**WORK TO COMPLETE:** Line by line, copy out the data below exactly.

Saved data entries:
== == ==
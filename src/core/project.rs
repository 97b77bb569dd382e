//! Projects and todo lists
//!
//! Both are a named, coloured bucket for todos and share one record shape.
//! Deletes are soft: rows get a `deleted_at` stamp and drop out of every
//! query.

use rusqlite::{params, Connection, OptionalExtension, Row};
use serde::Serialize;
use tracing::debug;

use crate::core::db::{self, Database};
use crate::error::{Result, TuidooError};

/// Which bucket table a [`Group`] lives in
#[derive(Debug, Clone, Copy, PartialEq, Eq)]
pub enum GroupKind {
    Project,
    List,
}

impl GroupKind {
    fn table(&self) -> &'static str {
        match self {
            GroupKind::Project => "projects",
            GroupKind::List => "todo_lists",
        }
    }

    /// Lowercase noun used in messages
    pub fn label(&self) -> &'static str {
        match self {
            GroupKind::Project => "project",
            GroupKind::List => "list",
        }
    }
}

/// A project or a todo list
#[derive(Debug, Clone, PartialEq, Eq, Serialize)]
pub struct Group {
    pub id: i64,
    pub name: String,
    pub color: String,
}

fn group_from_row(row: &Row<'_>) -> rusqlite::Result<Group> {
    Ok(Group {
        id: row.get(0)?,
        name: row.get(1)?,
        color: row.get(2)?,
    })
}

fn validate_name(kind: GroupKind, name: &str) -> Result<()> {
    if name.trim().is_empty() {
        return Err(TuidooError::InvalidInput(format!(
            "The {} name cannot be empty",
            kind.label()
        )));
    }
    Ok(())
}

pub(crate) fn insert_group(
    conn: &Connection,
    kind: GroupKind,
    name: &str,
    color: &str,
) -> rusqlite::Result<i64> {
    let now = db::now();
    conn.execute(
        &format!(
            "INSERT INTO {} (name, color, created_at, updated_at) VALUES (?1, ?2, ?3, ?3)",
            kind.table()
        ),
        params![name.trim(), color, now],
    )?;
    Ok(conn.last_insert_rowid())
}

pub(crate) fn live_ids(conn: &Connection, kind: GroupKind) -> rusqlite::Result<Vec<i64>> {
    let mut stmt = conn.prepare(&format!(
        "SELECT id FROM {} WHERE deleted_at IS NULL ORDER BY id",
        kind.table()
    ))?;
    let ids = stmt
        .query_map([], |row| row.get(0))?
        .collect::<rusqlite::Result<Vec<i64>>>()?;
    Ok(ids)
}

impl Database {
    pub fn create_group(&mut self, kind: GroupKind, name: &str, color: &str) -> Result<Group> {
        validate_name(kind, name)?;
        let id = insert_group(&self.conn, kind, name, color)?;
        debug!(kind = kind.label(), id, "created");
        self.group(kind, id)
    }

    /// Fetch one live row, `NotFound` otherwise
    pub fn group(&self, kind: GroupKind, id: i64) -> Result<Group> {
        self.conn
            .query_row(
                &format!(
                    "SELECT id, name, color FROM {} WHERE id = ?1 AND deleted_at IS NULL",
                    kind.table()
                ),
                [id],
                group_from_row,
            )
            .optional()?
            .ok_or_else(|| {
                TuidooError::NotFound(format!("{} with ID {} not found", kind.label(), id))
            })
    }

    pub fn groups(&self, kind: GroupKind) -> Result<Vec<Group>> {
        let mut stmt = self.conn.prepare(&format!(
            "SELECT id, name, color FROM {} WHERE deleted_at IS NULL ORDER BY id",
            kind.table()
        ))?;
        let groups = stmt
            .query_map([], group_from_row)?
            .collect::<rusqlite::Result<Vec<_>>>()?;
        Ok(groups)
    }

    /// Case-insensitive substring match on the name
    pub fn search_groups(&self, kind: GroupKind, query: &str) -> Result<Vec<Group>> {
        let mut stmt = self.conn.prepare(&format!(
            "SELECT id, name, color FROM {} \
             WHERE deleted_at IS NULL AND name LIKE '%' || ?1 || '%' ORDER BY id",
            kind.table()
        ))?;
        let groups = stmt
            .query_map([query], group_from_row)?
            .collect::<rusqlite::Result<Vec<_>>>()?;
        Ok(groups)
    }

    /// Resolve a command-line reference: a numeric ID or an exact name
    pub fn resolve_group(&self, kind: GroupKind, reference: &str) -> Result<Group> {
        if let Ok(id) = reference.trim().parse::<i64>() {
            return self.group(kind, id);
        }

        self.conn
            .query_row(
                &format!(
                    "SELECT id, name, color FROM {} \
                     WHERE deleted_at IS NULL AND name = ?1 COLLATE NOCASE ORDER BY id LIMIT 1",
                    kind.table()
                ),
                [reference.trim()],
                group_from_row,
            )
            .optional()?
            .ok_or_else(|| {
                TuidooError::NotFound(format!("{} '{}' not found", kind.label(), reference))
            })
    }

    pub fn update_group(&mut self, kind: GroupKind, group: &Group) -> Result<()> {
        validate_name(kind, &group.name)?;
        let changed = self.conn.execute(
            &format!(
                "UPDATE {} SET name = ?1, color = ?2, updated_at = ?3 \
                 WHERE id = ?4 AND deleted_at IS NULL",
                kind.table()
            ),
            params![group.name.trim(), group.color, db::now(), group.id],
        )?;
        if changed == 0 {
            return Err(TuidooError::NotFound(format!(
                "{} with ID {} not found",
                kind.label(),
                group.id
            )));
        }
        Ok(())
    }

    /// Soft delete.
    ///
    /// A deleted project takes its todos with it; a deleted list only
    /// detaches them.
    pub fn delete_group(&mut self, kind: GroupKind, id: i64) -> Result<()> {
        let now = db::now();
        let tx = self.conn.transaction()?;
        let changed = tx.execute(
            &format!(
                "UPDATE {} SET deleted_at = ?1 WHERE id = ?2 AND deleted_at IS NULL",
                kind.table()
            ),
            params![now, id],
        )?;
        if changed == 0 {
            return Err(TuidooError::NotFound(format!(
                "{} with ID {} not found",
                kind.label(),
                id
            )));
        }

        match kind {
            GroupKind::Project => tx.execute(
                "UPDATE todos SET deleted_at = ?1 WHERE project_id = ?2 AND deleted_at IS NULL",
                params![now, id],
            )?,
            GroupKind::List => tx.execute(
                "UPDATE todos SET list_id = NULL, updated_at = ?1 WHERE list_id = ?2",
                params![now, id],
            )?,
        };
        tx.commit()?;
        debug!(kind = kind.label(), id, "deleted");
        Ok(())
    }
}
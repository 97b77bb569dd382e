//! Resolved runtime paths and configuration shared by every command

use std::path::PathBuf;

use crate::cli::commands::Cli;
use crate::core::config::Config;
use crate::core::db::Database;
use crate::core::storage::Storage;
use crate::error::Result;

/// Configuration and file locations after applying command-line overrides
#[derive(Debug, Clone)]
pub struct AppContext {
    pub config: Config,
    pub config_path: PathBuf,
    pub database_path: PathBuf,
}

impl AppContext {
    /// Resolve `--config` / `--database` against the platform defaults
    pub fn resolve(cli: &Cli) -> Result<Self> {
        let config_path = match &cli.config {
            Some(path) => path.clone(),
            None => Config::config_path()?,
        };
        let config = Config::load_from(&config_path)?;
        let database_path = match &cli.database {
            Some(path) => path.clone(),
            None => config.database_path()?,
        };

        Ok(Self {
            config,
            config_path,
            database_path,
        })
    }

    /// Open the database for commands that cannot work without it
    pub fn open_database(&self) -> Result<Database> {
        Database::open(&self.database_path)
    }

    /// Open the database, degrading to defaults when it is unusable
    pub fn open_storage(&self) -> Storage {
        Storage::open(&self.database_path)
    }
}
== == ==
**RESULT:**
filename src/core/project.rs
repository 97b77bb569dd382e
//! Projects and todo lists
//!
//! Both are a named, coloured bucket for todos and share one record shape.
//! Deletes are soft: rows get a `deleted_at` stamp and drop out of every
//! query.

use rusqlite::{params, Connection, OptionalExtension, Row};
use serde::Serialize;
use tracing::debug;

use crate::core::db::{self, Database};
use crate::error::{Result, TuidooError};

/// Which bucket table a [`Group`] lives in
#[derive(Debug, Clone, Copy, PartialEq, Eq)]
pub enum GroupKind {
    Project,
    List,
}

impl GroupKind {
    fn table(&self) -> &'static str {
        match self {
            GroupKind::Project => "projects",
            GroupKind::List => "todo_lists",
        }
    }

    /// Lowercase noun used in messages
    pub fn label(&self) -> &'static str {
        match self {
            GroupKind::Project => "project",
            GroupKind::List => "list",
        }
    }
}

/// A project or a todo list
#[derive(Debug, Clone, PartialEq, Eq, Serialize)]
pub struct Group {
    pub id: i64,
    pub name: String,
    pub color: String,
}

fn group_from_row(row: &Row<'_>) -> rusqlite::Result<Group> {
    Ok(Group {
        id: row.get(0)?,
        name: row.get(1)?,
        color: row.get(2)?,
    })
}

fn validate_name(kind: GroupKind, name: &str) -> Result<()> {
    if name.trim().is_empty() {
        return Err(TuidooError::InvalidInput(format!(
            "The {} name cannot be empty",
            kind.label()
        )));
    }
    Ok(())
}

pub(crate) fn insert_group(
    conn: &Connection,
    kind: GroupKind,
    name: &str,
    color: &str,
) -> rusqlite::Result<i64> {
    let now = db::now();
    conn.execute(
        &format!(
            "INSERT INTO {} (name, color, created_at, updated_at) VALUES (?1, ?2, ?3, ?3)",
            kind.table()
        ),
        params![name.trim(), color, now],
    )?;
    Ok(conn.last_insert_rowid())
}

pub(crate) fn live_ids(conn: &Connection, kind: GroupKind) -> rusqlite::Result<Vec<i64>> {
    let mut stmt = conn.prepare(&format!(
        "SELECT id FROM {} WHERE deleted_at IS NULL ORDER BY id",
        kind.table()
    ))?;
    let ids = stmt
        .query_map([], |row| row.get(0))?
        .collect::<rusqlite::Result<Vec<i64>>>()?;
    Ok(ids)
}

impl Database {
    pub fn create_group(&mut self, kind: GroupKind, name: &str, color: &str) -> Result<Group> {
        validate_name(kind, name)?;
        let id = insert_group(&self.conn, kind, name, color)?;
        debug!(kind = kind.label(), id, "created");
        self.group(kind, id)
    }

    /// Fetch one live row, `NotFound` otherwise
    pub fn group(&self, kind: GroupKind, id: i64) -> Result<Group> {
        self.conn
            .query_row(
                &format!(
                    "SELECT id, name, color FROM {} WHERE id = ?1 AND deleted_at IS NULL",
                    kind.table()
                ),
                [id],
                group_from_row,
            )
            .optional()?
            .ok_or_else(|| {
                TuidooError::NotFound(format!("{} with ID {} not found", kind.label(), id))
            })
    }

    pub fn groups(&self, kind: GroupKind) -> Result<Vec<Group>> {
        let mut stmt = self.conn.prepare(&format!(
            "SELECT id, name, color FROM {} WHERE deleted_at IS NULL ORDER BY id",
            kind.table()
        ))?;
        let groups = stmt
            .query_map([], group_from_row)?
            .collect::<rusqlite::Result<Vec<_>>>()?;
        Ok(groups)
    }

    /// Case-insensitive substring match on the name
    pub fn search_groups(&self, kind: GroupKind, query: &str) -> Result<Vec<Group>> {
        let mut stmt = self.conn.prepare(&format!(
            "SELECT id, name, color FROM {} \
             WHERE deleted_at IS NULL AND name LIKE '%' || ?1 || '%' ORDER BY id",
            kind.table()
        ))?;
        let groups = stmt
            .query_map([query], group_from_row)?
            .collect::<rusqlite::Result<Vec<_>>>()?;
        Ok(groups)
    }

    /// Resolve a command-line reference: a numeric ID or an exact name
    pub fn resolve_group(&self, kind: GroupKind, reference: &str) -> Result<Group> {
        if let Ok(id) = reference.trim().parse::<i64>() {
            return self.group(kind, id);
        }

        self.conn
            .query_row(
                &format!(
                    "SELECT id, name, color FROM {} \
                     WHERE deleted_at IS NULL AND name = ?1 COLLATE NOCASE ORDER BY id LIMIT 1",
                    kind.table()
                ),
                [reference.trim()],
                group_from_row,
            )
            .optional()?
            .ok_or_else(|| {
                TuidooError::NotFound(format!("{} '{}' not found", kind.label(), reference))
            })
    }

    pub fn update_group(&mut self, kind: GroupKind, group: &Group) -> Result<()> {
        validate_name(kind, &group.name)?;
        let changed = self.conn.execute(
            &format!(
                "UPDATE {} SET name = ?1, color = ?2, updated_at = ?3 \
                 WHERE id = ?4 AND deleted_at IS NULL",
                kind.table()
            ),
            params![group.name.trim(), group.color, db::now(), group.id],
        )?;
        if changed == 0 {
            return Err(TuidooError::NotFound(format!(
                "{} with ID {} not found",
                kind.label(),
                group.id
            )));
        }
        Ok(())
    }

    /// Soft delete.
    ///
    /// A deleted project takes its todos with it; a deleted list only
    /// detaches them.
    pub fn delete_group(&mut self, kind: GroupKind, id: i64) -> Result<()> {
        let now = db::now();
        let tx = self.conn.transaction()?;
        let changed = tx.execute(
            &format!(
                "UPDATE {} SET deleted_at = ?1 WHERE id = ?2 AND deleted_at IS NULL",
                kind.table()
            ),
            params![now, id],
        )?;
        if changed == 0 {
            return Err(TuidooError::NotFound(format!(
                "{} with ID {} not found",
                kind.label(),
                id
            )));
        }

        match kind {
            GroupKind::Project => tx.execute(
                "UPDATE todos SET deleted_at = ?1 WHERE project_id = ?2 AND deleted_at IS NULL",
                params![now, id],
            )?,
            GroupKind::List => tx.execute(
                "UPDATE todos SET list_id = NULL, updated_at = ?1 WHERE list_id = ?2",
                params![now, id],
            )?,
        };
        tx.commit()?;
        debug!(kind = kind.label(), id, "deleted");
        Ok(())
    }
}
repository 97b77bb569dd382e
//! Resolved runtime paths and configuration shared by every command

use std::path::PathBuf;

use crate::cli::commands::Cli;
use crate::core::config::Config;
use crate::core::db::Database;
use crate::core::storage::Storage;
use crate::error::Result;

/// Configuration and file locations after applying command-line overrides
#[derive(Debug, Clone)]
pub struct AppContext {
    pub config: Config,
    pub config_path: PathBuf,
    pub database_path: PathBuf,
}

impl AppContext {
    /// Resolve `--config` / `--database` against the platform defaults
    pub fn resolve(cli: &Cli) -> Result<Self> {
        let config_path = match &cli.config {
            Some(path) => path.clone(),
            None => Config::config_path()?,
        };
        let config = Config::load_from(&config_path)?;
        let database_path = match &cli.database {
            Some(path) => path.clone(),
            None => config.database_path()?,
        };

        Ok(Self {
            config,
            config_path,
            database_path,
        })
    }

    /// Open the database for commands that cannot work without it
    pub fn open_database(&self) -> Result<Database> {
        Database::open(&self.database_path)
    }

    /// Open the database, degrading to defaults when it is unusable
    pub fn open_storage(&self) -> Storage {
        Storage::open(&self.database_path)
    }
}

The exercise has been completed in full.